Growing the vast quantities of corn used to feed livestock in this
country takes vast quantities of chemical fertilizer, which in turn
takes vast quantities of oil -- 1.2 gallons for every bushel. So the
modern feedlot is really a city floating on a sea of oil.
I
started my tour at the feed mill, the yard's thundering hub, where
three meals a day for 37,000 animals are designed and mixed by
computer. A million pounds of feed passes through the mill each day.

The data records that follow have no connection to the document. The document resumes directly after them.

//! Rule definitions as received in a backtest request.
//!
//! - `Rule`: one per-bar test of an indicator (or price) against a threshold
//! - `Operator`: comparison, crossover and range operators
//! - `RuleValue`: the threshold, which clients send as a number or a boolean
//! - `CompareTo`: optional explicit comparison series
//! - `ExitCondition`: take-profit / stop-loss thresholds or an indicator rule

use crate::domain::indicator::{
    compare_column, IndicatorKind, IndicatorParams, IndicatorSpec, RuleScope, DEFAULT_MA_PERIOD,
};
use serde::{Deserialize, Deserializer, Serialize};
use std::fmt;

fn null_as_default<'de, D, T>(deserializer: D) -> Result<T, D::Error>
where
    D: Deserializer<'de>,
    T: Default + Deserialize<'de>,
{
    Ok(Option::<T>::deserialize(deserializer)?.unwrap_or_default())
}

#[derive(Debug, Clone, PartialEq, Eq, Serialize, Deserialize)]
#[serde(from = "String", into = "String")]
pub enum Operator {
    Gt,
    Lt,
    Ge,
    Le,
    CrossesAbove,
    CrossesBelow,
    Between,
    Unknown(String),
}

impl From<String> for Operator {
    fn from(value: String) -> Self {
        match value.trim() {
            ">" => Operator::Gt,
            "<" => Operator::Lt,
            ">=" => Operator::Ge,
            "<=" => Operator::Le,
            other => match other.to_lowercase().replace('_', "").as_str() {
                "crossesabove" => Operator::CrossesAbove,
                "crossesbelow" => Operator::CrossesBelow,
                "between" => Operator::Between,
                _ => Operator::Unknown(value),
            },
        }
    }
}

impl From<Operator> for String {
    fn from(op: Operator) -> Self {
        op.to_string()
    }
}

impl fmt::Display for Operator {
    fn fmt(&self, f: &mut fmt::Formatter<'_>) -> fmt::Result {
        match self {
            Operator::Gt => write!(f, ">"),
            Operator::Lt => write!(f, "<"),
            Operator::Ge => write!(f, ">="),
            Operator::Le => write!(f, "<="),
            Operator::CrossesAbove => write!(f, "crossesAbove"),
            Operator::CrossesBelow => write!(f, "crossesBelow"),
            Operator::Between => write!(f, "between"),
            Operator::Unknown(raw) => write!(f, "{}", raw),
        }
    }
}

#[derive(Debug, Clone, Copy, PartialEq, Serialize, Deserialize)]
#[serde(untagged)]
pub enum RuleValue {
    Number(f64),
    Flag(bool),
}

impl RuleValue {
    pub fn as_f64(self) -> f64 {
        match self {
            RuleValue::Number(v) => v,
            RuleValue::Flag(true) => 1.0,
            RuleValue::Flag(false) => 0.0,
        }
    }
}

#[derive(Debug, Clone, Copy, PartialEq, Eq, Default, Serialize, Deserialize)]
#[serde(from = "String", rename_all = "lowercase")]
pub enum CompareTo {
    Price,
    Sma,
    Ema,
    #[default]
    None,
}

impl From<String> for CompareTo {
    fn from(value: String) -> Self {
        match value.trim().to_lowercase().as_str() {
            "price" | "close" => CompareTo::Price,
            "sma" => CompareTo::Sma,
            "ema" => CompareTo::Ema,
            _ => CompareTo::None,
        }
    }
}

#[derive(Debug, Clone, PartialEq, Serialize, Deserialize)]
pub struct Rule {
    pub indicator: IndicatorKind,
    #[serde(default, deserialize_with = "null_as_default")]
    pub params: IndicatorParams,
    pub operator: Operator,
    #[serde(default)]
    pub value: Option<RuleValue>,
    #[serde(default)]
    pub value2: Option<f64>,
    #[serde(default, alias = "compareTo", deserialize_with = "null_as_default")]
    pub compare_to: CompareTo,
    #[serde(default, alias = "comparePeriod")]
    pub compare_period: Option<f64>,
}

impl Rule {
    pub fn new(indicator: IndicatorKind, operator: Operator, value: Option<f64>) -> Self {
        Self {
            indicator,
            params: IndicatorParams::default(),
            operator,
            value: value.map(RuleValue::Number),
            value2: None,
            compare_to: CompareTo::None,
            compare_period: None,
        }
    }

    /// Constant comparison level. Absent, non-positive and `false` values
    /// all yield `None`, which makes the rule compare against close.
    pub fn threshold(&self) -> Option<f64> {
        match self.value? {
            RuleValue::Number(v) if v > 0.0 => Some(v),
            RuleValue::Flag(true) => Some(1.0),
            _ => None,
        }
    }

    pub fn compare_period(&self) -> usize {
        match self.compare_period {
            Some(p) if p.is_finite() && p >= 1.0 => p as usize,
            _ => DEFAULT_MA_PERIOD,
        }
    }

    /// Moving average kind requested through `compare_to`, if any.
    pub fn compare_kind(&self) -> Option<IndicatorKind> {
        match self.compare_to {
            CompareTo::Sma => Some(IndicatorKind::Sma),
            CompareTo::Ema => Some(IndicatorKind::Ema),
            CompareTo::Price | CompareTo::None => None,
        }
    }

    pub fn compare_column(&self) -> Option<String> {
        self.compare_kind()
            .map(|kind| compare_column(&kind, self.compare_period()))
    }

    /// Indicator computations this rule depends on.
    pub fn indicator_specs(&self, scope: RuleScope) -> Vec<IndicatorSpec> {
        let mut specs = Vec::new();
        if !matches!(self.indicator, IndicatorKind::Price(_)) {
            specs.push(IndicatorSpec::new(
                self.indicator.clone(),
                self.params.clone(),
                scope,
            ));
        }
        if let Some(kind) = self.compare_kind() {
            specs.push(IndicatorSpec::new(
                kind,
                IndicatorParams::with_period(self.compare_period()),
                RuleScope::Compare,
            ));
        }
        specs
    }
}

impl fmt::Display for Rule {
    fn fmt(&self, f: &mut fmt::Formatter<'_>) -> fmt::Result {
        write!(f, "{} {}", self.indicator, self.operator)?;
        match self.compare_to {
            CompareTo::Price => write!(f, " price"),
            CompareTo::Sma | CompareTo::Ema => {
                write!(f, " {}", self.compare_column().unwrap_or_default())
            }
            CompareTo::None => match (self.value, self.value2) {
                (Some(v), Some(v2)) => write!(f, " {}..{}", v.as_f64(), v2),
                (Some(v), None) => write!(f, " {}", v.as_f64()),
                (None, _) => write!(f, " close"),
            },
        }
    }
}

#[derive(Debug, Clone, PartialEq, Serialize, Deserialize)]
#[serde(tag = "type", rename_all = "snake_case")]
pub enum ExitCondition {
    TakeProfit {
        #[serde(default)]
        value: Option<f64>,
    },
    StopLoss {
        #[serde(default)]
        value: Option<f64>,
    },
    Indicator {
        #[serde(default)]
        indicator_rule: Option<Rule>,
    },
}

impl ExitCondition {
    pub fn indicator_rule(&self) -> Option<&Rule> {
        match self {
            ExitCondition::Indicator { indicator_rule } => indicator_rule.as_ref(),
            _ => None,
        }
    }
}

/// Nested rules of every `indicator`-typed exit condition, in order.
pub fn extract_exit_rules(conditions: &[ExitCondition]) -> Vec<&Rule> {
    conditions
        .iter()
        .filter_map(ExitCondition::indicator_rule)
        .collect()
}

Every hour of every day, a tractor-trailer pulls up to disgorge another
25 tons of corn. Around the other side of the mill, tanker trucks back
up to silo-shaped tanks, into which they pump thousands of gallons of
liquefied fat and protein supplement. In a shed attached to the mill
sit vats of liquid vitamins and synthetic estrogen; next to these are
pallets stacked with 50-pound sacks of Rumensin and tylosin, another
antibiotic. Along with alfalfa hay and corn silage for roughage, all
these ingredients are blended and then piped into the dump trucks that
keep Poky's eight and a half miles of trough filled.
The
feed mill's great din is made by two giant steel rollers turning
against each other 12 hours a day, crushing steamed corn kernels into
flakes. This was the only feed ingredient I tasted, and it wasn't half
bad; not as crisp as Kellogg's, but with a cornier flavor. I passed,
however, on the protein supplement, a sticky brown goop consisting of
molasses and urea.
Corn is a
mainstay of livestock diets because there is no other feed quite as
cheap or plentiful: thanks to federal subsidies and ever-growing
surpluses, the price of corn ($2.25 a bushel) is 50 cents less than the
cost of growing it. The rise of the modern factory farm is a direct
result of these surpluses, which soared in the years following World
War II, when petrochemical fertilizers came into widespread use. Ever
since, the U.S.D.A.'s policy has been to help farmers dispose of
surplus corn by passing as much of it as possible through the digestive
tracts of food animals, converting it into protein. Compared with grass
or hay, corn is a compact and portable foodstuff, making it possible to
feed tens of thousands of animals on small plots of land. Without cheap
corn, the modern urbanization of livestock would probably never have
occurred.
We have come to
think of ''cornfed'' as some kind of old-fashioned virtue; we
shouldn't. Granted, a cornfed cow develops well-marbled flesh, giving
it a taste and texture American consumers have learned to like. Yet
this meat is demonstrably less healthy to eat, since it contains more
saturated fat. A recent study in The European Journal of Clinical
Nutrition found that the meat of grass-fed livestock not only had
substantially less fat than grain-fed meat but that the type of fats
found in grass-fed meat were much healthier. (Grass-fed meat has more
omega 3 fatty acids and fewer omega 6, which is believed to promote
heart disease; it also contains betacarotine and CLA, another ''good''
fat.) A growing body of research suggests that many of the health
problems associated with eating beef are really problems with cornfed
beef. In the same way ruminants have not evolved to eat grain, humans
may not be well adapted to eating grain-fed animals. Yet the U.S.D.A.'s
grading system continues to reward marbling -- that is, intermuscular
fat -- and thus the feeding of corn to cows.
The
economic logic behind corn is unassailable, and on a factory farm,
there is no other kind. Calories are calories, and corn is the
cheapest, most convenient source of calories. Of course the identical
industrial logic -- protein is protein -- led to the feeding of
rendered cow parts back to cows, a practice the F.D.A. banned in 1997
after scientists realized it was spreading mad-cow disease.
Make
that mostly banned. The F.D.A.'s rules against feeding ruminant protein
to ruminants make exceptions for ''blood products'' (even though they
contain protein) and fat. Indeed, my steer has probably dined on beef
tallow recycled from the very slaughterhouse he's heading to in June.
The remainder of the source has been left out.